In North Sumatra, one such case unfolded in June 2025. On 21 June, employees and security personnel from PT Toba Pulp Lestari entered the customary territory of the Dolok Parmonangan Indigenous community in Simalungun Regency, forcibly planting eucalyptus trees and destroying crops that residents depend on for their livelihoods.

The incident occurred just one week after the Supreme Court acquitted Sorbatua Siallagan, a customary leader previously charged with obstructing company activities.

“This is not merely the destruction of our crops; it is an insult to the Supreme Court’s decision,” Sorbatua said at the time, warning that legal victories offer little protection when corporate interests continue to operate unchecked on the ground.

Further east, in North Maluku, criminalisation has taken a more overt legal form. On 16 October 2025, the Soasio District Court in Tidore Islands sentenced 11 members of the Maba Sangaji Indigenous community to five months and eight days’ imprisonment under Article 162 of the Mining Law. The defendants had opposed nickel mining by PT Position on land they say has been managed by their ancestors for centuries. Legal experts criticised the ruling as contradicting Constitutional Court decisions that affirm protection for environmental defenders, describing it as a strategic lawsuit against public participation (SLAPP).

Environmental organisations say such cases reveal a systemic failure to translate constitutional recognition of Indigenous rights into effective protection. Across Papua, Kalimantan and Sumatra, communities report being charged with trespassing or obstruction when they oppose plantations, logging or mining concessions.

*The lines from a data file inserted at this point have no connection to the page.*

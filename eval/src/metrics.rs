// SPDX-License-Identifier: AGPL-3.0-or-later
// SPDX-FileCopyrightText: 2024 Hyperpolymath

//! Evaluation metrics for binary classification
//!
//! Implements standard ML metrics:
//! - Confusion Matrix
//! - Accuracy, Sensitivity, Specificity, Precision, F1-Score
//! - Balanced accuracy and Matthews Correlation Coefficient (MCC)
//! - AUC-ROC carried over from the threshold selection curve

use crate::error::{EvalError, Result};
use crate::roc::RocCurve;
use serde::{Deserialize, Serialize};

/// Confusion matrix for binary classification
#[derive(Debug, Clone, Copy, Default, PartialEq, Eq, Serialize, Deserialize)]
pub struct ConfusionMatrix {
    /// True claims predicted true
    pub tp: usize,
    /// False claims predicted false
    pub tn: usize,
    /// False claims predicted true
    pub fp: usize,
    /// True claims predicted false
    pub fn_: usize,
}

impl ConfusionMatrix {
    /// Count outcomes, predicting positive iff `probability > threshold`
    pub fn at_threshold(labels: &[bool], probabilities: &[f64], threshold: f64) -> Result<Self> {
        if labels.len() != probabilities.len() {
            return Err(EvalError::LengthMismatch {
                expected: labels.len(),
                actual: probabilities.len(),
            });
        }

        let mut matrix = Self::default();
        for (&truth, &p) in labels.iter().zip(probabilities) {
            match (p > threshold, truth) {
                (true, true) => matrix.tp += 1,
                (false, false) => matrix.tn += 1,
                (true, false) => matrix.fp += 1,
                (false, true) => matrix.fn_ += 1,
            }
        }
        Ok(matrix)
    }

    /// Total number of samples
    pub fn total(&self) -> usize {
        self.tp + self.tn + self.fp + self.fn_
    }

    /// Accuracy: (TP + TN) / Total
    pub fn accuracy(&self) -> f64 {
        ratio(self.tp + self.tn, self.total())
    }

    /// Precision: TP / (TP + FP)
    pub fn precision(&self) -> f64 {
        ratio(self.tp, self.tp + self.fp)
    }

    /// Sensitivity (recall): TP / (TP + FN)
    pub fn sensitivity(&self) -> f64 {
        ratio(self.tp, self.tp + self.fn_)
    }

    /// Specificity: TN / (TN + FP)
    pub fn specificity(&self) -> f64 {
        ratio(self.tn, self.tn + self.fp)
    }

    /// F1 Score: 2 * (Precision * Sensitivity) / (Precision + Sensitivity)
    pub fn f1_score(&self) -> f64 {
        let precision = self.precision();
        let recall = self.sensitivity();
        let denom = precision + recall;
        if denom == 0.0 {
            return 0.0;
        }
        2.0 * precision * recall / denom
    }

    /// Matthews Correlation Coefficient, from -1 to 1
    pub fn mcc(&self) -> f64 {
        let tp = self.tp as f64;
        let tn = self.tn as f64;
        let fp = self.fp as f64;
        let fn_ = self.fn_ as f64;

        let numerator = tp * tn - fp * fn_;
        let denominator = ((tp + fp) * (tp + fn_) * (tn + fp) * (tn + fn_)).sqrt();

        if denominator == 0.0 {
            return 0.0;
        }
        numerator / denominator
    }

    /// Balanced Accuracy: (Sensitivity + Specificity) / 2
    pub fn balanced_accuracy(&self) -> f64 {
        (self.sensitivity() + self.specificity()) / 2.0
    }
}

fn ratio(numerator: usize, denominator: usize) -> f64 {
    if denominator == 0 {
        0.0
    } else {
        numerator as f64 / denominator as f64
    }
}

/// Test-set metrics of one model at its chosen threshold
#[derive(Debug, Clone, Copy, PartialEq, Serialize, Deserialize)]
pub struct MetricsReport {
    pub accuracy: f64,
    pub sensitivity: f64,
    pub specificity: f64,
    pub precision: f64,
    pub f1: f64,
    pub balanced_accuracy: f64,
    pub mcc: f64,
    pub auc: f64,
}

impl MetricsReport {
    pub fn from_confusion_matrix(cm: &ConfusionMatrix, auc: f64) -> Self {
        Self {
            accuracy: cm.accuracy(),
            sensitivity: cm.sensitivity(),
            specificity: cm.specificity(),
            precision: cm.precision(),
            f1: cm.f1_score(),
            balanced_accuracy: cm.balanced_accuracy(),
            mcc: cm.mcc(),
            auc,
        }
    }

    /// Format as a human-readable block
    pub fn format(&self, cm: &ConfusionMatrix) -> String {
        format!(
            r#"Accuracy:          {:.4} ({:.2}%)
Balanced Accuracy: {:.4}
Sensitivity:       {:.4}
Specificity:       {:.4}
Precision:         {:.4}
F1 Score:          {:.4}
MCC:               {:.4}
AUC-ROC:           {:.4}

Confusion Matrix:
                  Predicted
                  False     True
Actual False     {:>6}    {:>6}
       True      {:>6}    {:>6}
"#,
            self.accuracy,
            self.accuracy * 100.0,
            self.balanced_accuracy,
            self.sensitivity,
            self.specificity,
            self.precision,
            self.f1,
            self.mcc,
            self.auc,
            cm.tn,
            cm.fp,
            cm.fn_,
            cm.tp,
        )
    }
}

/// Score `probabilities` against `labels` at `threshold`
///
/// AUC is taken from `curve`, which must come from the same predictions.
pub fn evaluate(
    labels: &[bool],
    probabilities: &[f64],
    threshold: f64,
    curve: &RocCurve,
) -> Result<(ConfusionMatrix, MetricsReport)> {
    let cm = ConfusionMatrix::at_threshold(labels, probabilities, threshold)?;
    let report = MetricsReport::from_confusion_matrix(&cm, curve.auc);
    Ok((cm, report))
}

#[cfg(test)]
mod tests {
    use super::*;
    use crate::roc::select_threshold;

    #[test]
    fn test_confusion_matrix_perfect() {
        let labels = [true, true, false, false];
        let cm = ConfusionMatrix::at_threshold(&labels, &[0.9, 0.8, 0.2, 0.1], 0.5).unwrap();

        assert_eq!((cm.tp, cm.tn, cm.fp, cm.fn_), (2, 2, 0, 0));
        assert!((cm.accuracy() - 1.0).abs() < 1e-6);
        assert!((cm.f1_score() - 1.0).abs() < 1e-6);
        assert!((cm.mcc() - 1.0).abs() < 1e-6);
    }

    #[test]
    fn test_confusion_matrix_worst() {
        let labels = [true, true, false, false];
        let cm = ConfusionMatrix::at_threshold(&labels, &[0.1, 0.2, 0.8, 0.9], 0.5).unwrap();

        assert_eq!((cm.tp, cm.tn, cm.fp, cm.fn_), (0, 0, 2, 2));
        assert!(cm.accuracy().abs() < 1e-6);
        assert!((cm.mcc() + 1.0).abs() < 1e-6);
    }

    #[test]
    fn test_threshold_is_exclusive() {
        let labels = [true, false];
        let cm = ConfusionMatrix::at_threshold(&labels, &[0.5, 0.5], 0.5).unwrap();
        assert_eq!((cm.tp, cm.fp), (0, 0));
        assert_eq!((cm.fn_, cm.tn), (1, 1));
    }

    #[test]
    fn test_zero_denominators() {
        // Nothing predicted positive
        let cm = ConfusionMatrix::at_threshold(&[true, false, false], &[0.1, 0.1, 0.1], 0.5).unwrap();
        assert_eq!(cm.precision(), 0.0);
        assert_eq!(cm.f1_score(), 0.0);
        assert_eq!(cm.mcc(), 0.0);
        assert_eq!(cm.specificity(), 1.0);
        assert_eq!(ConfusionMatrix::default().accuracy(), 0.0);
    }

    #[test]
    fn test_evaluate_matches_curve_point() {
        let labels = [true, false, true, true, false, false, true, false];
        let probs = [0.8, 0.7, 0.65, 0.4, 0.35, 0.2, 0.9, 0.6];
        let selection = select_threshold(&labels, &probs).unwrap();
        let (cm, report) = evaluate(&labels, &probs, selection.threshold, &selection.curve).unwrap();

        assert_eq!(cm.total(), labels.len());
        let point = selection
            .curve
            .points
            .iter()
            .find(|p| p.threshold == selection.threshold)
            .unwrap();
        assert!((report.sensitivity - point.tpr).abs() < 1e-12);
        assert!((1.0 - report.specificity - point.fpr).abs() < 1e-12);
        assert_eq!(report.auc, selection.auc);
    }

    #[test]
    fn test_report_format() {
        let cm = ConfusionMatrix {
            tp: 3,
            tn: 4,
            fp: 1,
            fn_: 2,
        };
        let formatted = MetricsReport::from_confusion_matrix(&cm, 0.8).format(&cm);
        assert!(formatted.contains("Accuracy"));
        assert!(formatted.contains("Confusion Matrix"));
        assert!(formatted.contains("0.8000"));
    }

    #[test]
    fn test_length_mismatch() {
        assert!(matches!(
            ConfusionMatrix::at_threshold(&[true], &[0.1, 0.2], 0.5),
            Err(EvalError::LengthMismatch { .. })
        ));
    }
}
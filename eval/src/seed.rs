// SPDX-License-Identifier: AGPL-3.0-or-later
// SPDX-FileCopyrightText: 2024 Hyperpolymath

//! Seed derivation for reproducible runs
//!
//! A single top-level seed feeds every random stream in a run. Each purpose
//! gets its own ChaCha stream and each unit its own position in that stream,
//! so parallel units never share generator state.

use rand::{RngCore, SeedableRng};
use rand_chacha::ChaCha8Rng;
use serde::{Deserialize, Serialize};

/// Purposes that draw randomness during a run
#[derive(Debug, Clone, Copy, PartialEq, Eq, Hash, Serialize, Deserialize)]
pub enum SeedStream {
    /// Train/test partition
    Split,
    /// Fold assignment, indexed by repetition
    Folds,
    /// Trainer internals during the search, indexed by search unit
    Trainer,
    /// Final refit of a selected model, indexed by model position
    Refit,
    /// Synthetic data generation
    Synthetic,
}

impl SeedStream {
    fn stream_id(self) -> u64 {
        match self {
            SeedStream::Split => 1,
            SeedStream::Folds => 2,
            SeedStream::Trainer => 3,
            SeedStream::Refit => 4,
            SeedStream::Synthetic => 5,
        }
    }
}

/// Derives sub-seeds from a root seed
#[derive(Debug, Clone, Copy, PartialEq, Eq, Serialize, Deserialize)]
pub struct SeedContext {
    root: u64,
}

impl SeedContext {
    pub fn new(root: u64) -> Self {
        Self { root }
    }

    pub fn root(&self) -> u64 {
        self.root
    }

    /// Sub-seed for `index` within `stream`
    pub fn derive(&self, stream: SeedStream, index: u64) -> u64 {
        let mut rng = ChaCha8Rng::seed_from_u64(self.root);
        rng.set_stream(stream.stream_id());
        // Two 32-bit words per u64 draw
        rng.set_word_pos(u128::from(index) * 2);
        rng.next_u64()
    }

    /// Ready-made generator for `index` within `stream`
    pub fn rng(&self, stream: SeedStream, index: u64) -> ChaCha8Rng {
        ChaCha8Rng::seed_from_u64(self.derive(stream, index))
    }
}

#[cfg(test)]
mod tests {
    use super::*;

    #[test]
    fn test_derivation_is_deterministic() {
        let a = SeedContext::new(42);
        let b = SeedContext::new(42);
        assert_eq!(a.derive(SeedStream::Trainer, 7), b.derive(SeedStream::Trainer, 7));
    }

    #[test]
    fn test_streams_and_indices_differ() {
        let ctx = SeedContext::new(42);
        let split = ctx.derive(SeedStream::Split, 0);
        let folds = ctx.derive(SeedStream::Folds, 0);
        let folds_next = ctx.derive(SeedStream::Folds, 1);
        assert_ne!(split, folds);
        assert_ne!(folds, folds_next);
        assert_ne!(ctx.derive(SeedStream::Split, 0), SeedContext::new(43).derive(SeedStream::Split, 0));
    }
}
// SPDX-License-Identifier: AGPL-3.0-or-later
// SPDX-FileCopyrightText: 2024 Hyperpolymath

//! Model Card generation for selected models
//!
//! Follows the structure of Mitchell et al. (2019) "Model Cards for Model
//! Reporting", trimmed to what a cross-validated tabular classifier can
//! state about itself:
//! - Model details and intended use
//! - Training procedure and chosen hyperparameters
//! - Decision threshold and test metrics
//! - Caveats and recommendations

use crate::grid::ParamSet;
use crate::metrics::{ConfusionMatrix, MetricsReport};
use crate::roc::{RocCurve, RocPoint};
use anyhow::Context;
use chrono::{DateTime, Utc};
use serde::{Deserialize, Serialize};
use std::path::Path;

/// Always listed: the threshold is tuned on the same data it is scored on
pub const THRESHOLD_BIAS_CAVEAT: &str = "The decision threshold is chosen by Youden's J on the test-set ROC curve and then scored on that same test set, so reported accuracy, sensitivity, specificity and F1 carry a mild optimistic bias; AUC is unaffected";

#[derive(Debug, Clone, Serialize, Deserialize)]
pub struct ModelCard {
    pub model_details: ModelDetails,
    pub intended_use: IntendedUse,
    pub training: TrainingProcedure,
    pub metrics: MetricsSection,
    pub data: DataSection,
    pub caveats_and_recommendations: CaveatsAndRecommendations,
    pub card_metadata: CardMetadata,
}

#[derive(Debug, Clone, Serialize, Deserialize)]
pub struct ModelDetails {
    pub name: String,
    pub version: String,
    /// Classifier family
    pub model_type: String,
    pub description: String,
    pub organization: String,
    pub license: String,
    pub date: DateTime<Utc>,
    pub framework: String,
}

impl Default for ModelDetails {
    fn default() -> Self {
        Self {
            name: "Unnamed Model".to_string(),
            version: "0.1.0".to_string(),
            model_type: "Unknown".to_string(),
            description: String::new(),
            organization: String::new(),
            license: "AGPL-3.0-or-later".to_string(),
            date: Utc::now(),
            framework: "Rust".to_string(),
        }
    }
}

Against this backdrop, Greenpeace says the Forest Defender Camp is not simply a cultural exchange, but a response to a structural problem—one in which forest defenders are treated as obstacles rather than rights holders.

From Sira to global forums

The camp concluded with the Sira Declaration, a collective call by Indigenous youth urging world leaders to safeguard forests as a frontline response to the climate crisis. The declaration positions Indigenous stewardship as central to climate justice.

One outcome of the gathering is the prospect of Indigenous representatives from Indonesia bringing their voices to the UN Climate Change Conference (COP30), ensuring that those who have protected forests with both knowledge and labour are represented in global decision-making forums.

A tense political backdrop

The urgency of these demands is heightened by national policy debates. In December 2025, Prabowo Subianto called for the expansion of oil palm cultivation in Papua to support biofuel production and national energy self-sufficiency. Environmental groups, including WALHI, warn that further plantation expansion could accelerate deforestation and deepen social inequality.

Civil society studies show that palm oil concessions already cover more than 1.5 million hectares in Papua, contributing to agrarian conflict and food insecurity. Critics argue that development framed as energy independence risks repeating patterns of land dispossession if Indigenous rights are not central to policy design.

“Governments should recognise and appreciate Indigenous Peoples as the front line of forest protection,” Aditya said. “They have safeguarded these ecosystems for generations, yet their voices are still sidelined.”